The Stacks project

53.25 Vector fields

In this section we study the space of vector fields on a curve. Vector fields correspond to infinitesimal automorphisms, see More on Morphisms, Section 37.9, hence play an important role in moduli theory.

Let $k$ be an algebraically closed field. Let $X$ be a finite type scheme over $k$. Let $x \in X$ be a closed point. We will say an element $D \in \text{Der}_ k(\mathcal{O}_ X, \mathcal{O}_ X)$ fixes $x$ if $D(\mathcal{I}) \subset \mathcal{I}$ where $\mathcal{I} \subset \mathcal{O}_ X$ is the ideal sheaf of $x$.

Lemma 53.25.1. Let $k$ be an algebraically closed field. Let $X$ be a smooth, proper, connected curve over $k$. Let $g$ be the genus of $X$.

  1. If $g \geq 2$, then $\text{Der}_ k(\mathcal{O}_ X, \mathcal{O}_ X)$ is zero,

  2. if $g = 1$ and $D \in \text{Der}_ k(\mathcal{O}_ X, \mathcal{O}_ X)$ is nonzero, then $D$ does not fix any closed point of $X$, and

  3. if $g = 0$ and $D \in \text{Der}_ k(\mathcal{O}_ X, \mathcal{O}_ X)$ is nonzero, then $D$ fixes at most $2$ closed points of $X$.

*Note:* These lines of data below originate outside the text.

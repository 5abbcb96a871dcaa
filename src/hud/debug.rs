use glam::Vec2;

use super::ring::RingBuffer;
use super::timer::FramePhase;

/// Number of frame times to keep in the histogram.
const FRAME_HISTORY_LEN: usize = 300;
/// How often to log FPS (seconds).
const FPS_LOG_INTERVAL: f64 = 5.0;
/// One 60 Hz frame, in seconds.
const TARGET_FRAME_TIME: f64 = 1.0 / 60.0;

/// Rolling frame-time statistics with a periodic log line.
pub struct FrameStats {
    pub frame_times: RingBuffer<f64>,
    pub fps: f64,
    pub frame_time_avg: f64,
    pub frame_time_min: f64,
    pub frame_time_max: f64,

    frame_count: u64,
    log_timer: f64,
    log_frame_count: u32,
    log_frame_sum: f64,
    log_frame_min: f64,
    log_frame_max: f64,
}

impl FrameStats {
    pub fn new() -> Self {
        Self {
            frame_times: RingBuffer::new(FRAME_HISTORY_LEN),
            fps: 0.0,
            frame_time_avg: 0.0,
            frame_time_min: 0.0,
            frame_time_max: 0.0,
            frame_count: 0,
            log_timer: 0.0,
            log_frame_count: 0,
            log_frame_sum: 0.0,
            log_frame_min: f64::MAX,
            log_frame_max: 0.0,
        }
    }

    /// Record a frame time, update rolling stats, and periodically log.
    pub fn record_frame(&mut self, dt: f64) {
        self.frame_count += 1;
        self.frame_times.push(dt);

        let len = self.frame_times.len();
        let mut sum = 0.0;
        let mut min = f64::MAX;
        let mut max = 0.0f64;
        for &t in self.frame_times.iter() {
            sum += t;
            min = min.min(t);
            max = max.max(t);
        }
        self.frame_time_avg = sum / len as f64;
        self.frame_time_min = min;
        self.frame_time_max = max;
        self.fps = if self.frame_time_avg > 0.0 {
            1.0 / self.frame_time_avg
        } else {
            0.0
        };

        self.log_frame_count += 1;
        self.log_frame_sum += dt;
        self.log_frame_min = self.log_frame_min.min(dt);
        self.log_frame_max = self.log_frame_max.max(dt);
        self.log_timer += dt;

        if self.log_timer >= FPS_LOG_INTERVAL {
            let avg_ms = (self.log_frame_sum / self.log_frame_count as f64) * 1000.0;
            let fps = self.log_frame_count as f64 / self.log_timer;
            log::info!(
                "FPS: {:.0} | avg: {:.2}ms | min: {:.2}ms | max: {:.2}ms | total frames: {}",
                fps,
                avg_ms,
                self.log_frame_min * 1000.0,
                self.log_frame_max * 1000.0,
                self.frame_count,
            );
            self.log_timer = 0.0;
            self.log_frame_count = 0;
            self.log_frame_sum = 0.0;
            self.log_frame_min = f64::MAX;
            self.log_frame_max = 0.0;
        }
    }

    pub fn frame_count(&self) -> u64 {
        self.frame_count
    }
}

/// Player readout shown in the debug window.
#[derive(Debug, Clone, Copy, Default)]
pub struct PlayerReadout {
    pub position: Vec2,
    pub velocity: Vec2,
    pub grounded: bool,
    pub facing_right: bool,
    pub frame: u32,
    pub speed: u32,
}

/// Read-only state the debug window draws from.
pub struct DebugSnapshot<'a> {
    pub stats: &'a FrameStats,
    pub phase_durations: [f64; FramePhase::COUNT],
    pub tick_count: u64,
    pub player: PlayerReadout,
}

/// Draw the F12 debug window.
pub fn draw_window(ctx: &egui::Context, s: &DebugSnapshot<'_>) {
    let panel_frame = egui::Frame::NONE
        .fill(egui::Color32::from_rgba_unmultiplied(20, 20, 20, 220))
        .corner_radius(6.0)
        .inner_margin(10.0);

    egui::Window::new("Debug")
        .default_pos([850.0, 10.0])
        .default_width(320.0)
        .resizable(true)
        .frame(panel_frame)
        .show(ctx, |ui| {
            ui.style_mut().visuals.override_text_color = Some(egui::Color32::from_gray(220));

            // --- Performance ---
            ui.heading("Performance");
            ui.label(format!("FPS: {:.1}", s.stats.fps));
            ui.label(format!(
                "Frame: {:.2}ms avg | {:.2} min | {:.2} max",
                s.stats.frame_time_avg * 1000.0,
                s.stats.frame_time_min * 1000.0,
                s.stats.frame_time_max * 1000.0,
            ));
            ui.add_space(4.0);

            // --- Frame time histogram ---
            ui.heading("Frame Time History");
            if !s.stats.frame_times.is_empty() {
                frame_histogram(ui, &s.stats.frame_times);
            }
            ui.add_space(4.0);

            // --- Phase timers ---
            ui.heading("Phase Timers");
            let total: f64 = s.phase_durations.iter().sum::<f64>().max(1.0);
            for phase in FramePhase::ALL {
                let us = s.phase_durations[phase as usize];
                ui.label(
                    egui::RichText::new(format!(
                        "{:<11}{:>6.0}us ({:>2.0}%)",
                        phase.label(),
                        us,
                        us / total * 100.0
                    ))
                    .monospace(),
                );
            }
            ui.add_space(4.0);

            // --- Player ---
            let p = &s.player;
            ui.heading("Player");
            ui.label(format!("Position: ({:.1}, {:.1})", p.position.x, p.position.y));
            ui.label(format!("Velocity: ({:.2}, {:.2})", p.velocity.x, p.velocity.y));
            ui.label(format!(
                "Grounded: {} | Facing: {}",
                p.grounded,
                if p.facing_right { "right" } else { "left" },
            ));
            ui.label(format!("Frame: {} | Speed: {} FPS", p.frame, p.speed));
            ui.add_space(4.0);

            // --- Info ---
            ui.heading("Info");
            ui.label(format!(
                "Ticks: {} | Frames: {}",
                s.tick_count,
                s.stats.frame_count()
            ));
            ui.label("A/D: Move | Space: Jump | Left/Right: Speed");
            ui.label("F12: Toggle | ESC: Quit");
        });
}

fn frame_histogram(ui: &mut egui::Ui, frame_times: &RingBuffer<f64>) {
    let max_time = frame_times
        .iter()
        .copied()
        .fold(0.0f64, f64::max)
        .max(0.020);

    let (response, painter) = ui.allocate_painter(egui::vec2(300.0, 60.0), egui::Sense::hover());
    let rect = response.rect;

    let bar_width = rect.width() / frame_times.len() as f32;
    let target_y = rect.bottom() - (TARGET_FRAME_TIME / max_time) as f32 * rect.height();

    for (i, &t) in frame_times.iter().enumerate() {
        let h = (t / max_time) as f32 * rect.height();
        let x = rect.left() + i as f32 * bar_width;
        let color = if t > TARGET_FRAME_TIME {
            egui::Color32::from_rgb(255, 100, 80)
        } else {
            egui::Color32::from_rgb(80, 200, 120)
        };
        painter.rect_filled(
            egui::Rect::from_min_max(
                egui::pos2(x, rect.bottom() - h),
                egui::pos2(x + bar_width - 1.0, rect.bottom()),
            ),
            0.0,
            color,
        );
    }

    // 16.67ms target line
    painter.line_segment(
        [
            egui::pos2(rect.left(), target_y),
            egui::pos2(rect.right(), target_y),
        ],
        egui::Stroke::new(1.0, egui::Color32::from_rgb(255, 255, 100)),
    );
}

Proof. Recall that we have a universal $k$-derivation $d : \mathcal{O}_ X \to \Omega _{X/k}$ and hence $D = \theta \circ d$ for some $\mathcal{O}_ X$-linear map $\theta : \Omega _{X/k} \to \mathcal{O}_ X$. Recall that $\Omega _{X/k} \cong \omega _ X$, see Lemma 53.4.1. By Riemann-Roch we have $\deg (\omega _ X) = 2g - 2$ (Lemma 53.5.2). Thus we see that $\theta $ is forced to be zero if $g > 1$ by Varieties, Lemma 33.44.12. This proves part (1). If $g = 1$, then a nonzero $\theta $ does not vanish anywhere and if $g = 0$, then a nonzero $\theta $ vanishes in a divisor of degree $2$. Thus parts (2) and (3) follow if we show that vanishing of $\theta $ at a closed point $x \in X$ is equivalent to the statement that $D$ fixes $x$ (as defined above). Let $z \in \mathcal{O}_{X, x}$ be a uniformizer. Then $dz$ is a basis element for $\Omega _{X, x}$, see Lemma 53.12.3. Since $D(z) = \theta (dz)$ we conclude. $\square$

Lemma 53.25.2. Let $k$ be an algebraically closed field. Let $X$ be an at-worst-nodal, proper, connected $1$-dimensional scheme over $k$. Let $\nu : X^\nu \to X$ be the normalization. Let $S \subset X^\nu $ be the set of points where $\nu $ is not an isomorphism. Then

\[ \text{Der}_ k(\mathcal{O}_ X, \mathcal{O}_ X) = \{ D' \in \text{Der}_ k(\mathcal{O}_{X^\nu }, \mathcal{O}_{X^\nu }) \mid D' \text{ fixes every }x^\nu \in S\} \]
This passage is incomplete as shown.